If a male's sperm is abnormal in its quantity, shape, or activity, further testing will be employed. This testing may include:
Sperm Penetration Assay: This test places sperm in non-human products that mimic a woman's cervical mucous and egg, and monitors the sperm's ability to penetrate them. In order for sperm to fertilize a woman's egg, it must be able to access the inside of the egg, first by traveling through cervical mucous and then by getting through the outside layers of the egg.
Hyperosmolar Swelling Test: This test looks at the ability of the enzymes (special chemicals that facilitate bodily processes) in the sperm to transport fluid from the outside of the sperm to the inside.
Hormone Tests: A blood sample taken from the male will be used to evaluate levels of various hormones that are important in the formation and ejaculation of sperm. These hormones include FSH (Follicle-Stimulating Hormone), LH (Leutinizing Hormone), testosterone, estradiol, and prolactin.
Postcoital Test: This test also involves the man's partner, and is used to evaluate the sperm inside the cervical mucous. This test is performed just before the woman ovulates using the basal body method of determining ovulation (see 'Timing of Intercourse' section). Timing is important because cervical mucous at ovulation, under the influence of estrogen, is the optimal consistency for conception. Within 12 hours of sexual intercourse, the sample of cervical mucous is collected. The sample is evaluated for amount and elasticity, number of sperm, and motility. The sperm should be moving and the mucous should have a stretchy consistency.
Sperm Antibodies Test: It is possible for either the male or female partner to have antibodies against the male's sperm. Antibodies are immune cells which the body produces to fight foreign cells or other threats.

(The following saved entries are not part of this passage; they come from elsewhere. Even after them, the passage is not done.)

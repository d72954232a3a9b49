pub mod executor;
pub mod os_interface;
pub mod score;

use chrono::{DateTime, Utc};
use log::info;
use std::io::{self, Write};

use crate::discovery::TestScene;
use crate::report;
use crate::store::{asset_directory, test_run::NewTestRun};
use executor::{SceneExecutor, SceneOutcome};
use score::Score;

/// Scenes of every directory, directory by directory, in scan order.
pub fn collect_scenes(
    directories: &[asset_directory::Model],
    scene_extension: &str,
) -> Vec<TestScene> {
    directories
        .iter()
        .flat_map(|d| d.tests(scene_extension))
        .collect()
}

#[derive(Debug, PartialEq, Eq, Clone)]
pub struct SceneRun {
    pub scene: TestScene,
    pub outcome: SceneOutcome,
    pub run_time: DateTime<Utc>,
}

#[derive(Debug, PartialEq, Eq, Clone, Default)]
pub struct GradingReport {
    pub runs: Vec<SceneRun>,
    pub score: Score,
}

impl GradingReport {
    fn add_run(&mut self, run: SceneRun) {
        self.score.record(run.outcome.verdict());
        self.runs.push(run);
    }

    /// Rows to persist, one per scene (indeterminate ones included).
    pub fn test_runs(&self) -> Vec<NewTestRun> {
        self.runs
            .iter()
            .map(|run| NewTestRun {
                scene_path: run.scene.path.display().to_string(),
                verdict: run.outcome.verdict(),
                run_time: run.run_time,
            })
            .collect()
    }
}

/// Runs every scene of a submission and tallies the outcomes.
#[derive(Debug, Clone)]
pub struct Grader<'a> {
    executor: &'a SceneExecutor,
}

impl<'a> Grader<'a> {
    pub fn new(executor: &'a SceneExecutor) -> Self {
        Self { executor }
    }

    /// Scene failures never stop the run; only a failure to write to `out` does.
    pub fn run_assessment<W: Write>(
        &self,
        scenes: &[TestScene],
        out: &mut W,
    ) -> io::Result<GradingReport> {
        let mut result = GradingReport::default();
        report::print_header(out)?;
        for scene in scenes {
            report::print_test(out, scene)?;
            let run_time = Utc::now();
            let outcome = self.executor.run(scene);
            report::print_outcome(out, &outcome)?;
            result.add_run(SceneRun {
                scene: scene.clone(),
                outcome,
                run_time,
            });
        }
        info!(
            "graded {} scene(s): {} passed, {} attempted",
            scenes.len(),
            result.score.passed(),
            result.score.attempted()
        );
        Ok(result)
    }
}
use sea_orm_migration::prelude::*;

mod m20240101_000001_create_assignments;
mod m20240101_000002_create_asset_directories;
mod m20240101_000003_create_students;
mod m20240101_000004_create_submissions;
mod m20240101_000005_create_test_scene_runs;

pub struct Migrator;

#[async_trait::async_trait]
impl MigratorTrait for Migrator {
    fn migrations() -> Vec<Box<dyn MigrationTrait>> {
        vec![
            Box::new(m20240101_000001_create_assignments::Migration),
            Box::new(m20240101_000002_create_asset_directories::Migration),
            Box::new(m20240101_000003_create_students::Migration),
            Box::new(m20240101_000004_create_submissions::Migration),
            Box::new(m20240101_000005_create_test_scene_runs::Migration),
        ]
    }
}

Either a man or woman can form antibodies to sperm. The antibodies will attack the sperm and cause it to become immobile or lead to its death.
Ultrasound Imaging: An ultrasound uses sound waves which are converted into an image which is used to help locate anatomical abnormalities of the testicles or other male anatomy. A doctor may use this imaging technique to determine if an anatomical abnormality is contributing to infertility.
Testicular Biopsy: On rare occasions a testicular biopsy will be done. Biopsies are especially helpful if cancerous or non-cancerous growths are suspected. A biopsy is when a sample of tissue is taken out of a body part. This tissue is sent to a lab where the cells are examined to determine if they are normal, cancerous, or non-cancerous (called benign). If a cancerous or benign growth is found, surgical intervention may be used to remove it.
Hemizona Assay: This test exposes sperm to the outside layer of human oocytes (eggs) called the zona pellucida. The sperm are then evaluated for their ability to penetrate the zona pellucida. Often this test will be used if a couple is considering in vitro fertilization, as it is a good predictor of the success of such attempts to conceive.
Sperm-Cervical Mucous Contact Test: This mixes the male's sperm and the female's cervical mucous in a test tube to determine whether sperm antibodies are present. The appearance of immobilized 'shaking' motile sperm is considered indicative of the presence of antibodies. The use of donor sperm or donor cervical mucous can help to narrow down the source of the antibodies. If the sperm are normal in donor cervical mucous, then the antibodies are likely from the woman. Similarly, if donor sperm act normal in the woman's cervical mucous, then the antibodies are likely from the male partner.